## Work instructions
The lines from the one holding "self.message_count += 1;" to the end of the records below, exactly as written, are the only thing to return.

Saved entries:

- - - -

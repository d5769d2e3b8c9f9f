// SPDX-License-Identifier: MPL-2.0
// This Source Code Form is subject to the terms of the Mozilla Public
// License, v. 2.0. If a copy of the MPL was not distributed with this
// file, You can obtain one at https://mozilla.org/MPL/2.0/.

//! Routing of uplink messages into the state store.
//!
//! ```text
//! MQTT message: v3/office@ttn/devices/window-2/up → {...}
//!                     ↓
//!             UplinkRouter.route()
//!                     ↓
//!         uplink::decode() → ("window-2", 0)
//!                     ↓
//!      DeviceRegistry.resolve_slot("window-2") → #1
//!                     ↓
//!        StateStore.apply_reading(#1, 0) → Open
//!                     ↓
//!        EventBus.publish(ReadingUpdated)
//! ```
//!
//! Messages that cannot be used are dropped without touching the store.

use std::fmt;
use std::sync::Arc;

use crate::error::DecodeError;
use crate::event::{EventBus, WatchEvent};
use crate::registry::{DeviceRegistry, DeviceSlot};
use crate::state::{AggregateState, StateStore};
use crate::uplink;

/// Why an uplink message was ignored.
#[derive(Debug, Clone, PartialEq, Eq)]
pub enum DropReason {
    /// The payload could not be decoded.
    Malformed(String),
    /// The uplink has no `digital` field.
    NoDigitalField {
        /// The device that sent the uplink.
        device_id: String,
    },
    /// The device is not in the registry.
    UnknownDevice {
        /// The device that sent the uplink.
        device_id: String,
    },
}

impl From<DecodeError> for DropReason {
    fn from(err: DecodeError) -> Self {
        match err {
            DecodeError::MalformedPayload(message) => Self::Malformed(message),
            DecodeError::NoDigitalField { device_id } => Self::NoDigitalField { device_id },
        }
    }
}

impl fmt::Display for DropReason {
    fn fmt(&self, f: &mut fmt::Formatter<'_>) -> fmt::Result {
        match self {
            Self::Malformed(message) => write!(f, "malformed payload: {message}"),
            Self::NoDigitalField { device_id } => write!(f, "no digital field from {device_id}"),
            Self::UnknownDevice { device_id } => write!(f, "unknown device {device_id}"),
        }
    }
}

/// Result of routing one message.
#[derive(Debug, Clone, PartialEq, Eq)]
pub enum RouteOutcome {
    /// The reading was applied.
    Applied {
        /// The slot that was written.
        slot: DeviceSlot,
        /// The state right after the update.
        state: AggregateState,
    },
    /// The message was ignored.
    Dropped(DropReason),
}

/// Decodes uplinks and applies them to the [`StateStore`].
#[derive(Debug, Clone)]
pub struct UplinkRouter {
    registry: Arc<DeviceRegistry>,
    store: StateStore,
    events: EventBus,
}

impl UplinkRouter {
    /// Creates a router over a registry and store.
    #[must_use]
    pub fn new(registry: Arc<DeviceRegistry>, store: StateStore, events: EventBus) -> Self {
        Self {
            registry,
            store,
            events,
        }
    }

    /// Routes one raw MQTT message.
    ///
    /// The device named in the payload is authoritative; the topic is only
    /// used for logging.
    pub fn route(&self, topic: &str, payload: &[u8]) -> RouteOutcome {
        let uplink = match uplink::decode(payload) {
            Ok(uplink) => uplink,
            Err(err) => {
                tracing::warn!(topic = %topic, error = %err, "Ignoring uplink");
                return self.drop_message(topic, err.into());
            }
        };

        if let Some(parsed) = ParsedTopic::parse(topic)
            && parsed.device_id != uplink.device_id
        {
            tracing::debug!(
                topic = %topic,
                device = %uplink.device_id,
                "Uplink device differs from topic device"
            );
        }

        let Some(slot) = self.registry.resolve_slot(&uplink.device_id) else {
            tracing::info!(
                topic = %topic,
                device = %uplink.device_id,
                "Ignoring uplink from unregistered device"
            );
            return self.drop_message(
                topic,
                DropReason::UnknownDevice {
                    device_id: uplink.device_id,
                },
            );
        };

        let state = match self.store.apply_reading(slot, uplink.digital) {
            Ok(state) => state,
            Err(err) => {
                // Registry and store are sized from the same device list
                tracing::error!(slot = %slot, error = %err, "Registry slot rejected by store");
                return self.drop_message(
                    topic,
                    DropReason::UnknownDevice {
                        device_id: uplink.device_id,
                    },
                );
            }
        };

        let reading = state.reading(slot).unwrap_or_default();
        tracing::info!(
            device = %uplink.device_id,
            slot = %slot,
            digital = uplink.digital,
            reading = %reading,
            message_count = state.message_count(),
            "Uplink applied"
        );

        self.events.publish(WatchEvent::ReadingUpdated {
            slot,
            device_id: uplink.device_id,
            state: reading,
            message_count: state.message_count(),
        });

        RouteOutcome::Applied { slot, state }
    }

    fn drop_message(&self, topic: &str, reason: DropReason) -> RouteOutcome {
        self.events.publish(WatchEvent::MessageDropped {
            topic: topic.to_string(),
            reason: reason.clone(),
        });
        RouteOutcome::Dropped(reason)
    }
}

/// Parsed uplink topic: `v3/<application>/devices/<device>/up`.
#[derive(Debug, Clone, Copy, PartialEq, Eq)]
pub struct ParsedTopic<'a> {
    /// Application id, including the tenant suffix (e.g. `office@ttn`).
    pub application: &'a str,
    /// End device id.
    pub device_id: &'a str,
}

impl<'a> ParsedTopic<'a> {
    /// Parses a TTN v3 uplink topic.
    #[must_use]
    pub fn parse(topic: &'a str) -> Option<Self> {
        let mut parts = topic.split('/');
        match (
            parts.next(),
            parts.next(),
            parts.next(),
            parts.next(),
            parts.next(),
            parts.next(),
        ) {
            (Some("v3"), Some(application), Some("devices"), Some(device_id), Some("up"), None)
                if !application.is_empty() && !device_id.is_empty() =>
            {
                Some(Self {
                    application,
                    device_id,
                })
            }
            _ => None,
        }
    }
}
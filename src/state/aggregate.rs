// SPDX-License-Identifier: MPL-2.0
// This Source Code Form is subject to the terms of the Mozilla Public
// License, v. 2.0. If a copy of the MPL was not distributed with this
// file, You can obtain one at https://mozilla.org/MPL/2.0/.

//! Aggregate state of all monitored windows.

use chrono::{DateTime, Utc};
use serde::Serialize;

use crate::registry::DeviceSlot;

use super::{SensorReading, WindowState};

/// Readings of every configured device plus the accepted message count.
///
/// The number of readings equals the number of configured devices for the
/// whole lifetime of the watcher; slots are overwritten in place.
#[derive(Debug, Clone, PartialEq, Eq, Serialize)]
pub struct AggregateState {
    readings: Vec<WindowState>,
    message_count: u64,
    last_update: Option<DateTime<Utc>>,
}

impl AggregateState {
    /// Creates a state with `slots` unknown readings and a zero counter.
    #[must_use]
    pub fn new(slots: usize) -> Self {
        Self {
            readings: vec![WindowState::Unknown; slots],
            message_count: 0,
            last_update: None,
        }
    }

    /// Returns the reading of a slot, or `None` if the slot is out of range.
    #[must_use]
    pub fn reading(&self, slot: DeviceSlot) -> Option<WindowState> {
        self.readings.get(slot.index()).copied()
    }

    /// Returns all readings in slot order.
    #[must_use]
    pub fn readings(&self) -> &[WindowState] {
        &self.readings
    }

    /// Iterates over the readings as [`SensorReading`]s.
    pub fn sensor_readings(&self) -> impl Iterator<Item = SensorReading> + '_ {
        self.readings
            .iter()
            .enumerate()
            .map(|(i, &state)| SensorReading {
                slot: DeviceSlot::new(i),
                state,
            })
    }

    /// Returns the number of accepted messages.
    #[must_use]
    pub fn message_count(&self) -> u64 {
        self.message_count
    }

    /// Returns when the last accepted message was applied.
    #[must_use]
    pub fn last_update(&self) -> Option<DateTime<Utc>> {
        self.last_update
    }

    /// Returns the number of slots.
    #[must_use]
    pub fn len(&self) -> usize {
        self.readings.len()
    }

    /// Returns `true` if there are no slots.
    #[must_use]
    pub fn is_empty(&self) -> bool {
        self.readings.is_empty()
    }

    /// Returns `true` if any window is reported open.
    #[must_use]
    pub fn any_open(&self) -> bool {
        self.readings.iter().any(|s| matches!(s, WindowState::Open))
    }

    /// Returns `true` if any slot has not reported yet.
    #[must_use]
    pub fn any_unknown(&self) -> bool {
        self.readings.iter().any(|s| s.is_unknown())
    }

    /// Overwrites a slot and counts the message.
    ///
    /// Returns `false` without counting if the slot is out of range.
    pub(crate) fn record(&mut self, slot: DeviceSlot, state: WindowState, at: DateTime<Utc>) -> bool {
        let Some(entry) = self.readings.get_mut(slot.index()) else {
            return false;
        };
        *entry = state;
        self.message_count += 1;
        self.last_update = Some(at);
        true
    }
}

- - - -

## Exercise response
        self.message_count += 1;
        self.last_update = Some(at);
        true
    }
}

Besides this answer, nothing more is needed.